What Happens When You Stop
Stopping anxiety medication, particularly SSRIs and SNRIs, can trigger discontinuation syndrome if you reduce your dose too quickly. This isn’t the same as addiction or relapse. It’s your brain readjusting to lower serotonin levels.
Symptoms typically include flu-like achiness, fatigue, headache, sweating, nausea, dizziness, vivid or disturbing dreams, and mood swings including irritability and rebound anxiety. One of the most distinctive symptoms is a sensation often called “brain zaps,” a brief electrical or shock-like feeling in the head that can be startling but isn’t dangerous. These symptoms usually emerge within days of stopping or sharply reducing the medication and can last from a few days to several weeks.
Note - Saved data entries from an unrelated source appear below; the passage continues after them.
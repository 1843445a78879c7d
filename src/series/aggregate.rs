use crate::models::{SeriesPoint, Statistics};

/// Assumed spacing between samples, in hours (one poll every two minutes).
/// Totals multiply every point by this instead of the measured gap.
pub const INTERVAL_HOURS: f64 = 2.0 / 60.0;

/// Reduces an aligned series to display statistics.
///
/// Current values come from `latest` when given, otherwise from the last
/// point of the series. An empty series yields all zeros.
pub fn aggregate(series: &[SeriesPoint], latest: Option<&SeriesPoint>) -> Statistics {
    let Some(last) = series.last() else {
        return Statistics::default();
    };
    let current = latest.unwrap_or(last);

    let (total_production, total_consumption) =
        series.iter().fold((0.0, 0.0), |(p, c), point| {
            (
                p + point.production * INTERVAL_HOURS,
                c + point.consumption * INTERVAL_HOURS,
            )
        });

    Statistics {
        current_production: current.production,
        current_consumption: current.consumption,
        total_production,
        total_consumption,
    }
}

#[cfg(test)]
mod tests {
    use super::*;
    use chrono::{TimeZone, Utc};

    fn point(secs: i64, production: f64, consumption: f64) -> SeriesPoint {
        SeriesPoint {
            timestamp: Utc.timestamp_opt(1_717_243_200 + secs, 0).unwrap(),
            production,
            consumption,
            unit: "W".into(),
        }
    }

    fn approx(a: f64, b: f64) -> bool {
        (a - b).abs() < 1e-9
    }

    #[test]
    fn test_empty_series_is_all_zero() {
        assert_eq!(aggregate(&[], None), Statistics::default());
        let latest = point(0, 400.0, 300.0);
        assert_eq!(aggregate(&[], Some(&latest)), Statistics::default());
    }

    #[test]
    fn test_single_point_totals() {
        let stats = aggregate(&[point(0, 5.0, 3.0)], None);

        assert!(approx(stats.total_production, 5.0 * 2.0 / 60.0));
        assert!((stats.total_production - 0.1667).abs() < 1e-4);
        assert!(approx(stats.total_consumption, 0.1));
        assert_eq!(stats.current_production, 5.0);
        assert_eq!(stats.current_consumption, 3.0);
    }

    #[test]
    fn test_totals_ignore_actual_gaps() {
        let dense = [point(0, 600.0, 0.0), point(120, 600.0, 0.0)];
        let sparse = [point(0, 600.0, 0.0), point(7200, 600.0, 0.0)];

        assert_eq!(
            aggregate(&dense, None).total_production,
            aggregate(&sparse, None).total_production
        );
        assert!(approx(aggregate(&dense, None).total_production, 40.0));
    }

    #[test]
    fn test_latest_overrides_last_point() {
        let series = [point(0, 100.0, 50.0), point(120, 200.0, 60.0)];
        let latest = point(240, 321.0, 12.0);

        let stats = aggregate(&series, Some(&latest));

        assert_eq!(stats.current_production, 321.0);
        assert_eq!(stats.current_consumption, 12.0);

        let stats = aggregate(&series, None);
        assert_eq!(stats.current_production, 200.0);
        assert_eq!(stats.current_consumption, 60.0);
    }

    #[test]
    fn test_aggregate_is_idempotent() {
        let series = [point(0, 1.5, 2.5), point(60, 3.5, 4.5)];
        assert_eq!(aggregate(&series, None), aggregate(&series, None));
    }
}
Tapering slowly, under guidance, significantly reduces the chance and severity of discontinuation symptoms. This is one reason you should never stop anxiety medication abruptly.
When Side Effects Fade and When They Don’t
Many of the most common side effects, particularly nausea, drowsiness, and initial nervousness, improve within the first two to four weeks as your body adjusts. Sleep disruption and appetite changes often stabilize in a similar window. If you can tolerate the first few weeks, there’s a good chance these early effects will settle down.
Side effects that tend to persist include sexual dysfunction, weight gain, and (with benzodiazepines) cognitive dulling. These are the ones most likely to affect your quality of life long-term and are worth discussing with your prescriber early rather than waiting to see if they resolve. Adjusting the dose, switching medications, or changing when you take your pill (morning versus evening) can sometimes make a meaningful difference. Sexual side effects, in particular, are a leading reason people stop their medication, so raising the issue early gives you more options.